1) “hawkish no dovish no hawkish” Fed / Powell press conference experience:
Here were the main head-scratchers and complaints on Powell (and the FOMC’s controversial latest projections) which led to the incredible “HAWKISH!…no NOT HAWKISH ENOUGH so DOVISH!…EHHH I guess HAWKISH again!” whip-saw price-action across Assets during his press conference:
- Chair Powell’s usage of questionable “sloppy”–yet seemingly intentional–language surrounding the concept of running “restrictive,” where he first qualified it as needing to run “…sufficiently restrictive,” then later, “…meaningfully restrictive”—why the heck are you using off-setting / minimizing language TWICE in order to soften the impact of the entire concept, in a job where every single word is measured?
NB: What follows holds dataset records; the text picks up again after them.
//! Handlers for the `/eligibility` resource.

use axum::extract::State;
use axum::Json;
use medintake_core::eligibility::referral::ReferralDocument;
use medintake_core::eligibility::{
    EligibilityMetrics, EligibilityRequest, EligibilityResult, ReferralRequest,
};
use medintake_core::reference::InsurerInfo;

use crate::error::AppResult;
use crate::extract::ApiJson;
use crate::middleware::auth::AuthSession;
use crate::middleware::client::Client;
use crate::response::DataResponse;
use crate::state::AppState;

/// POST /api/eligibility/calculate
///
/// Score the caller's answers and return the care pathway.
pub async fn calculate(
    State(state): State<AppState>,
    auth: AuthSession,
    Client(client): Client,
    ApiJson(input): ApiJson<EligibilityRequest>,
) -> AppResult<Json<DataResponse<EligibilityResult>>> {
    let result = state
        .eligibility
        .calculate(&input, &auth.session.user_id, &client)?;
    Ok(Json(DataResponse { data: result }))
}

/// POST /api/eligibility/referral
///
/// Produce a GP referral document for the same answers plus contact data.
pub async fn referral(
    State(state): State<AppState>,
    auth: AuthSession,
    Client(client): Client,
    ApiJson(input): ApiJson<ReferralRequest>,
) -> AppResult<Json<DataResponse<ReferralDocument>>> {
    let document = state
        .eligibility
        .generate_referral(&input, &auth.session.user_id, &client)?;
    Ok(Json(DataResponse { data: document }))
}

/// GET /api/eligibility/insurance-providers
pub async fn insurance_providers(
    State(state): State<AppState>,
) -> Json<DataResponse<Vec<InsurerInfo>>> {
    Json(DataResponse {
        data: state.eligibility.insurance_providers().to_vec(),
    })
}

/// GET /api/eligibility/metrics
pub async fn metrics(State(state): State<AppState>) -> Json<DataResponse<EligibilityMetrics>> {
    Json(DataResponse {
        data: state.eligibility.metrics(),
    })
}
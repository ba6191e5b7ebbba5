//! Handlers for the `/security` resource.

use axum::extract::State;
use axum::Json;
use chrono::Duration;
use medintake_core::audit::action_types;
use medintake_core::types::Timestamp;
use serde::Serialize;

use crate::response::DataResponse;
use crate::state::AppState;

/// Security counters over the last hour.
#[derive(Debug, Serialize)]
#[serde(rename_all = "camelCase")]
pub struct SecurityStatus {
    pub generated_at: Timestamp,
    pub window_minutes: i64,
    pub audit_events: u64,
    pub requests_processed: u64,
    pub blocked: u64,
    pub failures: u64,
    pub rate_limit_hits: u64,
    pub cors_blocked: u64,
    pub csrf_failures: u64,
    pub authentication_failures: u64,
    pub validation_failures: u64,
    pub middleware_errors: u64,
    pub active_sessions: usize,
    pub blocked_keys: usize,
}

const WINDOW_MINUTES: i64 = 60;

/// GET /api/security/status
pub async fn status(State(state): State<AppState>) -> Json<DataResponse<SecurityStatus>> {
    let now = state.clock.now();
    let summary = state.audit.summary(now - Duration::minutes(WINDOW_MINUTES));

    Json(DataResponse {
        data: SecurityStatus {
            generated_at: now,
            window_minutes: WINDOW_MINUTES,
            audit_events: summary.total,
            requests_processed: summary.action(action_types::REQUEST_PROCESSED),
            blocked: summary.blocked,
            failures: summary.failure,
            rate_limit_hits: summary.action(action_types::RATE_LIMIT_EXCEEDED)
                + summary.action(action_types::OTP_RATE_LIMITED),
            cors_blocked: summary.action(action_types::CORS_BLOCKED),
            csrf_failures: summary.action(action_types::CSRF_VALIDATION_FAILED),
            authentication_failures: summary.action(action_types::AUTHENTICATION_FAILED),
            validation_failures: summary.action(action_types::REQUEST_VALIDATION_FAILED),
            middleware_errors: summary.action(action_types::MIDDLEWARE_ERROR),
            active_sessions: state.sessions.active_count(),
            blocked_keys: state.rate_limiter.blocked_keys(),
        },
    })
}
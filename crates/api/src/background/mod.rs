//! Background tasks and scheduled jobs.
//!
//! Each submodule provides a long-running async function intended to be
//! spawned via `tokio::spawn`. All tasks accept a [`CancellationToken`]
//! for graceful shutdown.
//!
//! [`CancellationToken`]: tokio_util::sync::CancellationToken

pub mod sweeper;
impl CodeVerificationService {
    pub fn new(
        policy: CodePolicy,
        rate_limiter: Arc<RateLimiter>,
        sessions: Arc<SessionStore>,
        audit: Arc<AuditLog>,
        delivery: Arc<dyn CodeDelivery>,
        clock: SharedClock,
    ) -> CoreResult<Self> {
        let hasher = CodeHasher::new(policy.hash_memory_kib, policy.hash_iterations)?;
        Ok(Self {
            codes: Arc::new(MemoryStore::new()),
            rate_limiter,
            sessions,
            audit,
            delivery,
            hasher,
            policy,
            clock,
        })
    }

    /// Replace the code table backend.
    pub fn with_store(mut self, codes: Arc<dyn KeyValueStore<VerificationCode>>) -> Self {
        self.codes = codes;
        self
    }

    pub fn policy(&self) -> &CodePolicy {
        &self.policy
    }

    pub fn delivery(&self) -> &Arc<dyn CodeDelivery> {
        &self.delivery
    }

    // -----------------------------------------------------------------------
    // Issuance
    // -----------------------------------------------------------------------

    pub async fn issue(
        &self,
        method: ContactMethod,
        contact_value: &str,
        purpose: CodePurpose,
        client: &ClientContext,
    ) -> CoreResult<IssuedCode> {
        // 1. Validate and normalise the contact.
        let contact = match normalize_contact(method, contact_value) {
            Ok(c) => c,
            Err(e) => {
                self.audit_code(
                    action_types::OTP_GENERATION_FAILED,
                    AuditResult::Failure,
                    client,
                    json!({
                        "reason": "invalid_contact",
                        "contactMethod": method.as_str(),
                        "contact": mask_contact(contact_value),
                        "purpose": purpose.as_str(),
                    }),
                );
                return Err(e);
            }
        };
        let masked = mask_contact(&contact);

        // 2. Gate issuance per (contact, client IP). The slot is taken now
        // and handed back if the code never reaches the gateway.
        let limit_key = issuance_key(&contact, &client.ip_address);
        let status = self.rate_limiter.reserve(&limit_key, purpose);
        if status.blocked {
            self.audit_code(
                action_types::OTP_RATE_LIMITED,
                AuditResult::Blocked,
                client,
                json!({
                    "contact": masked,
                    "purpose": purpose.as_str(),
                    "resetAt": status.reset_at,
                }),
            );
            return Err(CoreError::RateLimited {
                message: "Too many verification codes requested. Try again later.".into(),
                retry_at: Some(status.reset_at),
            });
        }

        // 3. Generate and hash off the async runtime, outside any lock.
        let code = random_digits(self.policy.code_length);
        let code_hash = match self.hash_code(code.clone()).await {
            Ok(hash) => hash,
            Err(e) => {
                self.rate_limiter.refund(&limit_key);
                return Err(e);
            }
        };

        // 4. Replace any previous live code for this (contact, purpose).
        let now = self.clock.now();
        let expires_at = now + self.policy.expiry_for(purpose);
        let key = code_key(&contact, purpose);
        self.codes.set(
            &key,
            VerificationCode {
                code_hash: code_hash.clone(),
                contact_value: contact.clone(),
                contact_method: method,
                purpose,
                created_at: now,
                expires_at,
                attempts: 0,
            },
        );

        // 5. Hand off to the gateway.
        let message = CodeMessage {
            method,
            contact: &contact,
            code: &code,
            purpose,
            expires_at,
        };
        if let Err(e) = self.delivery.deliver(message).await {
            self.remove_if_current(&key, &code_hash);
            self.rate_limiter.refund(&limit_key);
            self.audit_code(
                action_types::OTP_GENERATION_FAILED,
                AuditResult::Failure,
                client,
                json!({
                    "reason": "delivery_failed",
                    "contact": masked,
                    "purpose": purpose.as_str(),
                    "error": e.to_string(),
                }),
            );
            return Err(CoreError::Internal(format!("Code delivery failed: {e}")));
        }

        self.audit_code(
            action_types::OTP_GENERATED,
            AuditResult::Success,
            client,
            json!({
                "contact": masked,
                "contactMethod": method.as_str(),
                "purpose": purpose.as_str(),
                "expiresAt": expires_at,
            }),
        );

        Ok(IssuedCode {
            expires_at,
            attempts_remaining: status.attempts_remaining,
        })
    }

    // -----------------------------------------------------------------------
    // Verification
    // -----------------------------------------------------------------------

    pub async fn verify(
        &self,
        method: ContactMethod,
        contact_value: &str,
        code: &str,
        purpose: CodePurpose,
        client: &ClientContext,
    ) -> CoreResult<VerifiedCode> {
        let contact = match normalize_contact(method, contact_value) {
            Ok(c) => c,
            Err(e) => {
                let masked = mask_contact(contact_value);
                self.audit_verification_failure(client, &masked, purpose, "invalid_contact", None);
                return Err(e);
            }
        };
        let masked = mask_contact(&contact);
        if code.len() != self.policy.code_length as usize || !code.bytes().all(|b| b.is_ascii_digit())
        {
            self.audit_verification_failure(client, &masked, purpose, "malformed_code", None);
            return Err(CoreError::Validation(format!(
                "Verification code must be exactly {} digits",
                self.policy.code_length
            )));
        }

        let key = code_key(&contact, purpose);
        let max_attempts = self.policy.max_attempts;

        // 1. Atomically bump the attempt counter (or discard a dead code).
        match self.register_attempt(&key, max_attempts) {
            AttemptOutcome::Missing => {
                self.audit_verification_failure(client, &masked, purpose, "not_found", None);
                Err(CoreError::not_found("verification code", masked))
            }
            AttemptOutcome::Expired => {
                self.audit_verification_failure(client, &masked, purpose, "expired", None);
                Err(CoreError::Expired {
                    entity: "verification code",
                })
            }
            AttemptOutcome::Exhausted { attempts } => {
                self.audit_code(
                    action_types::OTP_ATTEMPTS_EXCEEDED,
                    AuditResult::Blocked,
                    client,
                    json!({
                        "contact": masked,
                        "purpose": purpose.as_str(),
                        "attempts": attempts,
                    }),
                );
                Err(CoreError::RateLimited {
                    message: "Too many verification attempts. Request a new code.".into(),
                    retry_at: None,
                })
            }
            AttemptOutcome::Compare {
                code_hash,
                attempts,
            } => {
                let attempts_remaining = max_attempts.saturating_sub(attempts);

                // 2. Compare outside the table lock.
                if !self.verify_code(code.to_string(), code_hash.clone()).await? {
                    self.audit_verification_failure(
                        client,
                        &masked,
                        purpose,
                        "invalid_code",
                        Some(attempts),
                    );
                    return Err(CoreError::InvalidCode { attempts_remaining });
                }

                // 3. Consume. Only the caller that removes this exact code wins.
                if !self.remove_if_current(&key, &code_hash) {
                    self.audit_verification_failure(client, &masked, purpose, "already_used", None);
                    return Err(CoreError::not_found("verification code", masked));
                }

                // 4. Lift any issuance block and open a session.
                self.rate_limiter
                    .record(&issuance_key(&contact, &client.ip_address), true);
                let user_id = pseudonymous_user_id(&contact);
                let session =
                    self.sessions
                        .create(&user_id, &client.ip_address, &client.user_agent);

                self.audit.record(
                    AuditEvent::new(
                        action_types::SESSION_CREATED,
                        resources::SESSION_STORE,
                        AuditResult::Success,
                    )
                    .with_actor(&user_id)
                    .with_client(client)
                    .with_level(SecurityLevel::Confidential)
                    .with_details(json!({
                        "sessionId": session.session.session_id,
                        "expiresAt": session.session.expires_at,
                    })),
                );
                self.audit.record(
                    AuditEvent::new(
                        action_types::OTP_VERIFIED,
                        resources::OTP_SERVICE,
                        AuditResult::Success,
                    )
                    .with_actor(&user_id)
                    .with_client(client)
                    .with_level(SecurityLevel::Confidential)
                    .with_details(json!({
                        "contact": masked,
                        "purpose": purpose.as_str(),
                        "attempts": attempts,
                    })),
                );

                Ok(VerifiedCode {
                    session,
                    attempts_remaining,
                })
            }
        }
    }

    // -----------------------------------------------------------------------
    // Status and housekeeping
    // -----------------------------------------------------------------------

    /// Issuance allowance for a contact from one client.
    pub fn issuance_status(
        &self,
        method: ContactMethod,
        contact_value: &str,
        purpose: CodePurpose,
        client: &ClientContext,
    ) -> CoreResult<RateLimitStatus> {
        let contact = normalize_contact(method, contact_value)?;
        Ok(self
            .rate_limiter
            .check(&issuance_key(&contact, &client.ip_address), purpose))
    }

    pub fn sweep(&self) -> usize {
        self.codes.sweep_expired(self.clock.now())
    }

    pub fn metrics(&self) -> CodeMetrics {
        let now = self.clock.now();
        let summary = self.audit.summary(now - Duration::hours(1));
        CodeMetrics {
            active_codes: self
                .codes
                .values()
                .iter()
                .filter(|c| !c.is_expired(now))
                .count(),
            issued_last_hour: summary.action(action_types::OTP_GENERATED),
            verified_last_hour: summary.action(action_types::OTP_VERIFIED),
            failed_last_hour: summary.action(action_types::OTP_VERIFICATION_FAILED),
            rate_limited_last_hour: summary.action(action_types::OTP_RATE_LIMITED)
                + summary.action(action_types::OTP_ATTEMPTS_EXCEEDED),
        }
    }

    // -----------------------------------------------------------------------
    // Internals
    // -----------------------------------------------------------------------

    fn register_attempt(&self, key: &str, max_attempts: u32) -> AttemptOutcome {
        let now = self.clock.now();
        let mut outcome = AttemptOutcome::Missing;
        self.codes.update(key, &mut |slot| {
            let Some(record) = slot.as_mut() else {
                outcome = AttemptOutcome::Missing;
                return;
            };
            if record.is_expired(now) {
                *slot = None;
                outcome = AttemptOutcome::Expired;
                return;
            }
            record.attempts += 1;
            if record.attempts > max_attempts {
                let attempts = record.attempts;
                *slot = None;
                outcome = AttemptOutcome::Exhausted { attempts };
                return;
            }
            outcome = AttemptOutcome::Compare {
                code_hash: record.code_hash.clone(),
                attempts: record.attempts,
            };
        });
        outcome
    }

    /// Remove `key` only if it still holds the code identified by `code_hash`.
    fn remove_if_current(&self, key: &str, code_hash: &str) -> bool {
        let mut removed = false;
        self.codes.update(key, &mut |slot| {
            if slot.as_ref().is_some_and(|c| c.code_hash == code_hash) {
                *slot = None;
                removed = true;
            }
        });
        removed
    }

    async fn hash_code(&self, code: String) -> CoreResult<String> {
        let hasher = self.hasher.clone();
        tokio::task::spawn_blocking(move || hasher.hash(&code))
            .await
            .map_err(|e| CoreError::Internal(format!("Hashing task failed: {e}")))?
    }

    async fn verify_code(&self, code: String, code_hash: String) -> CoreResult<bool> {
        let hasher = self.hasher.clone();
        tokio::task::spawn_blocking(move || hasher.verify(&code, &code_hash))
            .await
            .map_err(|e| CoreError::Internal(format!("Verification task failed: {e}")))?
    }

    fn audit_code(
        &self,
        action: &'static str,
        result: AuditResult,
        client: &ClientContext,
        details: serde_json::Value,
    ) {
        self.audit.record(
            AuditEvent::new(action, resources::OTP_SERVICE, result)
                .with_client(client)
                .with_level(SecurityLevel::Confidential)
                .with_details(details),
        );
    }

    fn audit_verification_failure(
        &self,
        client: &ClientContext,
        masked: &str,
        purpose: CodePurpose,
        reason: &str,
        attempts: Option<u32>,
    ) {
        self.audit_code(
            action_types::OTP_VERIFICATION_FAILED,
            AuditResult::Failure,
            client,
            json!({
                "reason": reason,
                "contact": masked,
                "purpose": purpose.as_str(),
                "attempts": attempts,
            }),
        );
    }
}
- Even more questionable were Powell’s borderline comical comments that claimed Fed policy is ALREADY INTO “restrictive territory” (“we’re at the very lowest level of what is restrictive”), which is “peak eyeroll” for most market participants who would beg to differ, but also again, a notable “less hawkish” change from the prior July statement which he KNOWS will be noted by the market
- A bizarre but obviously intentional “dovish caveat” to the dot plot from Powell noting that “a large group saw 100bps of hikes by year-end,” despite the Median ’22 dot implying another 125bps (fwiw, we continue to expect 75bps in Nov and 50bps in Dec, along with a further 25bps in Feb ’23—overall targeting a “Terminal” rate of 4.50-4.75%)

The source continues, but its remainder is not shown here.